== WORK TO BE COMPLETED ==
Every line below that holds the word "revoked" must be listed.

== STORED DATA ==
───

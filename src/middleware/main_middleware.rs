use std::sync::Arc;

use axum::{
    extract::Request,
    http::{header, HeaderMap},
    middleware::Next,
    response::IntoResponse,
    Extension,
};
use axum_extra::extract::cookie::CookieJar;
use redis::aio::ConnectionManager;
use serde::{Deserialize, Serialize};

use crate::{
    db::userdb::UserExt,
    error::{ErrorMessage, HttpError},
    models::usermodel::{User, UserRole},
    utils::token,
    AppState,
};

#[derive(Debug, Serialize, Deserialize, Clone)]
pub struct JWTAuthMiddeware {
    pub user: User,
}

pub fn blacklist_key(token: &str) -> String {
    format!("token_blacklist:{}", token)
}

/// Token from the `token` cookie, falling back to `Authorization: Bearer`.
pub fn extract_token(cookie_jar: &CookieJar, headers: &HeaderMap) -> Option<String> {
    cookie_jar
        .get("token")
        .map(|cookie| cookie.value().to_string())
        .or_else(|| bearer_token(headers))
}

pub fn bearer_token(headers: &HeaderMap) -> Option<String> {
    headers
        .get(header::AUTHORIZATION)
        .and_then(|auth_header| auth_header.to_str().ok())
        .and_then(|auth_value| auth_value.strip_prefix("Bearer "))
        .map(|token| token.trim().to_owned())
        .filter(|token| !token.is_empty())
}

/// Resolves a raw token to an active user.
pub async fn authenticate(app_state: &AppState, token: &str) -> Result<User, HttpError> {
    let token_details = token::decode_token(token, app_state.env.jwt_secret.as_bytes())?;

    // logged-out tokens stay revoked until they would have expired
    if let Some(redis_client) = &app_state.db_client.redis_client {
        let mut conn = ConnectionManager::clone(redis_client);
        let is_blacklisted: bool = redis::cmd("EXISTS")
            .arg(blacklist_key(token))
            .query_async(&mut conn)
            .await
            .unwrap_or(false);

        if is_blacklisted {
            return Err(HttpError::unauthorized(
                "Token has been revoked. Please login again.",
            ));
        }
    }

    let user_id = uuid::Uuid::parse_str(&token_details)
        .map_err(|_| HttpError::unauthorized(ErrorMessage::InvalidToken.to_string()))?;

    let user = app_state
        .db_client
        .get_user(Some(user_id), None)
        .await
        .map_err(|_| HttpError::unauthorized(ErrorMessage::UserNoLongerExist.to_string()))?
        .ok_or_else(|| HttpError::unauthorized(ErrorMessage::UserNoLongerExist.to_string()))?;

    if !user.is_active {
        return Err(HttpError::forbidden(ErrorMessage::UserDeactivated.to_string()));
    }

    Ok(user)
}

pub async fn auth(
    cookie_jar: CookieJar,
    Extension(app_state): Extension<Arc<AppState>>,
    mut req: Request,
    next: Next,
) -> Result<impl IntoResponse, HttpError> {
    let token = extract_token(&cookie_jar, req.headers()).ok_or_else(|| {
        HttpError::unauthorized(ErrorMessage::TokenNotProvided.to_string())
    })?;

    let user = authenticate(&app_state, &token).await?;

    req.extensions_mut().insert(JWTAuthMiddeware { user });

    Ok(next.run(req).await)
}

pub async fn role_check(
    req: Request,
    next: Next,
    required_roles: Vec<UserRole>,
) -> Result<impl IntoResponse, HttpError> {
    let user = req
        .extensions()
        .get::<JWTAuthMiddeware>()
        .ok_or_else(|| HttpError::unauthorized(ErrorMessage::UserNotAuthenticated.to_string()))?;

    if !required_roles.contains(&user.user.role) {
        return Err(HttpError::forbidden(ErrorMessage::PermissionDenied.to_string()));
    }

    Ok(next.run(req).await)
}

#[cfg(test)]
mod tests {
    use super::*;
    use axum::http::HeaderValue;

    #[test]
    fn test_bearer_token_extraction() {
        let mut headers = HeaderMap::new();
        assert_eq!(bearer_token(&headers), None);

        headers.insert(header::AUTHORIZATION, HeaderValue::from_static("Bearer abc.def"));
        assert_eq!(bearer_token(&headers), Some("abc.def".to_string()));

        headers.insert(header::AUTHORIZATION, HeaderValue::from_static("Basic xyz"));
        assert_eq!(bearer_token(&headers), None);

        headers.insert(header::AUTHORIZATION, HeaderValue::from_static("Bearer "));
        assert_eq!(bearer_token(&headers), None);
    }

    #[test]
    fn test_cookie_wins_over_header() {
        let mut headers = HeaderMap::new();
        headers.insert(header::AUTHORIZATION, HeaderValue::from_static("Bearer from-header"));
        let jar = CookieJar::new().add(axum_extra::extract::cookie::Cookie::new(
            "token",
            "from-cookie",
        ));

        assert_eq!(extract_token(&jar, &headers), Some("from-cookie".to_string()));
        assert_eq!(
            extract_token(&CookieJar::new(), &headers),
            Some("from-header".to_string())
        );
    }
}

───

== ANSWER SECTION ==
    // logged-out tokens stay revoked until they would have expired
                "Token has been revoked. Please login again.",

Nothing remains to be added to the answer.